___ Provided data ___
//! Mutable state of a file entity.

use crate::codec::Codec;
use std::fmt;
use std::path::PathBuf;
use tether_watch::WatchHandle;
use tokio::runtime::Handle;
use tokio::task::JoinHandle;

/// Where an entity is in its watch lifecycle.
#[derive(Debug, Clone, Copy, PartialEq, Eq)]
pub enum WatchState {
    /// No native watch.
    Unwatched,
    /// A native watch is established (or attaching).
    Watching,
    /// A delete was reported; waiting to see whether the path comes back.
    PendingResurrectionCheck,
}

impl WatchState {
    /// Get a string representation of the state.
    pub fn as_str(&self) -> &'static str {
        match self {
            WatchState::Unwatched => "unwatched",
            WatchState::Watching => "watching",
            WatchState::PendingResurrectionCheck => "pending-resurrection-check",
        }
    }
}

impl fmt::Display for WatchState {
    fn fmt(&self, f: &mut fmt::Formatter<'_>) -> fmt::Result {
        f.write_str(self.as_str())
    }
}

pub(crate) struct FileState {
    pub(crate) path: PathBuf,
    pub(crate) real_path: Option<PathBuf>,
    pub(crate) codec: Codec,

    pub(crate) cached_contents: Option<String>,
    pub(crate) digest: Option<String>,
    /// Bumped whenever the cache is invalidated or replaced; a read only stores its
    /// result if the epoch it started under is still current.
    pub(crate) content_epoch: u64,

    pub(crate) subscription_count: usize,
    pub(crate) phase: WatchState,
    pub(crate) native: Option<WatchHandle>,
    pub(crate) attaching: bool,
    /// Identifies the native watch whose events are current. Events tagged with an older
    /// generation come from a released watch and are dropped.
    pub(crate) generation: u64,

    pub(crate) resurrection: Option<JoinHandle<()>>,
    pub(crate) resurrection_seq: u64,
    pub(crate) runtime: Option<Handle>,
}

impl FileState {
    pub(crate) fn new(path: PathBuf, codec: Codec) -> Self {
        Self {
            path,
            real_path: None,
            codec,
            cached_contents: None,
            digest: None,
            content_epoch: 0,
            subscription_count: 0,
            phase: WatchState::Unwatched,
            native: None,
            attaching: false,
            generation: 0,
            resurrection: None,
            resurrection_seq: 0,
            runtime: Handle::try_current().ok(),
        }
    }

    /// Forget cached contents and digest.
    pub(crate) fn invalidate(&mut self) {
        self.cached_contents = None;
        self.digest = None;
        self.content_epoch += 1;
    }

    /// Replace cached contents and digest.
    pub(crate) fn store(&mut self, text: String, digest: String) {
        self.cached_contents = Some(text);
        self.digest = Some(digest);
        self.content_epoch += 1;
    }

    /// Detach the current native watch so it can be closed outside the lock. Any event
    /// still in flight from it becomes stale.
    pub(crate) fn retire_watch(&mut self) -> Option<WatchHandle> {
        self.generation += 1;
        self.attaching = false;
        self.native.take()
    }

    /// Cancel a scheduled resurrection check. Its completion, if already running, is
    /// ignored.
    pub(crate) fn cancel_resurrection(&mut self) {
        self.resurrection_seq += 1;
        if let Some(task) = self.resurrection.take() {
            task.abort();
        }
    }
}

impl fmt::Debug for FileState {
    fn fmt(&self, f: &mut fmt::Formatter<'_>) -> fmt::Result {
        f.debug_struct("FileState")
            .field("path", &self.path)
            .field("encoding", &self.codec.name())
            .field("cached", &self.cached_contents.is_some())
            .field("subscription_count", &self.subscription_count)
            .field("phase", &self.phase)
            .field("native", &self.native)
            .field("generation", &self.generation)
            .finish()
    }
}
___
___ Provided data ___
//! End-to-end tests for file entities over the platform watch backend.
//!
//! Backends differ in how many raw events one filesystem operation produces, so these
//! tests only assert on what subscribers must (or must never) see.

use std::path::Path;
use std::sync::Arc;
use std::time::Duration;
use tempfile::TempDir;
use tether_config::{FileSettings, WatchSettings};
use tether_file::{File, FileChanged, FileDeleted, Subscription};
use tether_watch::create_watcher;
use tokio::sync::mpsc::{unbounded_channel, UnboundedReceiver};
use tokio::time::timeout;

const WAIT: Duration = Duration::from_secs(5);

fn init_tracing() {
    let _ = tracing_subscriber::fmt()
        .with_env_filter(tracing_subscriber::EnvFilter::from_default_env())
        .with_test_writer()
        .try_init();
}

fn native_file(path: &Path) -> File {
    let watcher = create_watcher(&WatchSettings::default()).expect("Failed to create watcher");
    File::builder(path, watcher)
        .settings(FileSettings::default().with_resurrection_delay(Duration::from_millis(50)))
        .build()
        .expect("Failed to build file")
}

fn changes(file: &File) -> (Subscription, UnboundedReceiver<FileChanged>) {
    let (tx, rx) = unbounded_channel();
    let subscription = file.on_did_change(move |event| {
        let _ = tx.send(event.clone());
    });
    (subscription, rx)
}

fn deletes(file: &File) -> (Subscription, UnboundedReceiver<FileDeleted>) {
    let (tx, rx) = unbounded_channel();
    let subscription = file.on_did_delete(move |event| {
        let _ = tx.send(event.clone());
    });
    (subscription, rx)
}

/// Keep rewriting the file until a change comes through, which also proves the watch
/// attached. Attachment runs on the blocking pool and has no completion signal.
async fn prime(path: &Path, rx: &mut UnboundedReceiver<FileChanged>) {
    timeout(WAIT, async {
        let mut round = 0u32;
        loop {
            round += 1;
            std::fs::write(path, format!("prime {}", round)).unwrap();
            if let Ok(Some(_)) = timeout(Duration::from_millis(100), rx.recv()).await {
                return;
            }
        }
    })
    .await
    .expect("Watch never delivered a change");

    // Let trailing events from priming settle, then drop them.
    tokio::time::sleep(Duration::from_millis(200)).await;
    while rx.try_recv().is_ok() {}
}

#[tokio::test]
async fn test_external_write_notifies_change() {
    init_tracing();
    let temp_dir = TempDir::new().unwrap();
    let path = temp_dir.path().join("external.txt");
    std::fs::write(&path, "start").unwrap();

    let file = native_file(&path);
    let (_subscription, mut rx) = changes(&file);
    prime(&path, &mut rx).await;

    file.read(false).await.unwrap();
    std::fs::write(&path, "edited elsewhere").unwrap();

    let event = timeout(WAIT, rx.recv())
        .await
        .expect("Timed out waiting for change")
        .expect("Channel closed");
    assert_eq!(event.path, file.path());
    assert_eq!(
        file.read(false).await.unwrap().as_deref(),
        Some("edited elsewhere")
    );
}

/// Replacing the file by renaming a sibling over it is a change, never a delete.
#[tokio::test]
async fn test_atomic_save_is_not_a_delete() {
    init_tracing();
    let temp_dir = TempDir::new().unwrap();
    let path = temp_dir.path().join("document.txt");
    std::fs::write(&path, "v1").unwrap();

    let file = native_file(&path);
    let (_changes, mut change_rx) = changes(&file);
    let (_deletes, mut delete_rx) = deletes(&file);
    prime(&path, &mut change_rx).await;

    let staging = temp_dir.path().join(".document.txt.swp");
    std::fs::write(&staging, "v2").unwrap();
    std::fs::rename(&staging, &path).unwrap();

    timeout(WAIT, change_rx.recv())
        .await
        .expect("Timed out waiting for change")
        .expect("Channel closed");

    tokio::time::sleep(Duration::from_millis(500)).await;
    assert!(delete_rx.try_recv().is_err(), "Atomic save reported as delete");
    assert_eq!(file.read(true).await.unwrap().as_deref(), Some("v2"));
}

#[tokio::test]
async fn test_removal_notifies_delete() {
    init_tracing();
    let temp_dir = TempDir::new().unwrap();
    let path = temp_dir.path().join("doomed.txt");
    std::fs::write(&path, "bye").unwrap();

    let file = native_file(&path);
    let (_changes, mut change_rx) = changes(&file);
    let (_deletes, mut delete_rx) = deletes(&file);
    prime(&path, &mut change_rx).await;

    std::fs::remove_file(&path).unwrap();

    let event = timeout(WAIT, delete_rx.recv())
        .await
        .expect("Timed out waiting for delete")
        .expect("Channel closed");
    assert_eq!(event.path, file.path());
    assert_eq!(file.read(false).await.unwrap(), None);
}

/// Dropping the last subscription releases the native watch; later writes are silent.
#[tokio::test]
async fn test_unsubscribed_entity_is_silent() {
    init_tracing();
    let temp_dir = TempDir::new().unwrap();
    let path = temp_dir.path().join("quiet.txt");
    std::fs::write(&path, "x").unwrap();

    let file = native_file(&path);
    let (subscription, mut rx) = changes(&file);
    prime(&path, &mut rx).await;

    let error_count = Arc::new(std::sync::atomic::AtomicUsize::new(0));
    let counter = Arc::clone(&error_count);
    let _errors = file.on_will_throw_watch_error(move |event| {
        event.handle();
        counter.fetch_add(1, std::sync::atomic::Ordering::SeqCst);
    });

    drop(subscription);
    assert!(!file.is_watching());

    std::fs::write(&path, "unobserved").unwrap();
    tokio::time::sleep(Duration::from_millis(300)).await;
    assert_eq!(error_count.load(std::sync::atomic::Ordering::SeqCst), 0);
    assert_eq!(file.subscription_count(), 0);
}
___
Task objective: For the word "take", go through the records and show each line that carries it.

Response:
        self.native.take()
        if let Some(task) = self.resurrection.take() {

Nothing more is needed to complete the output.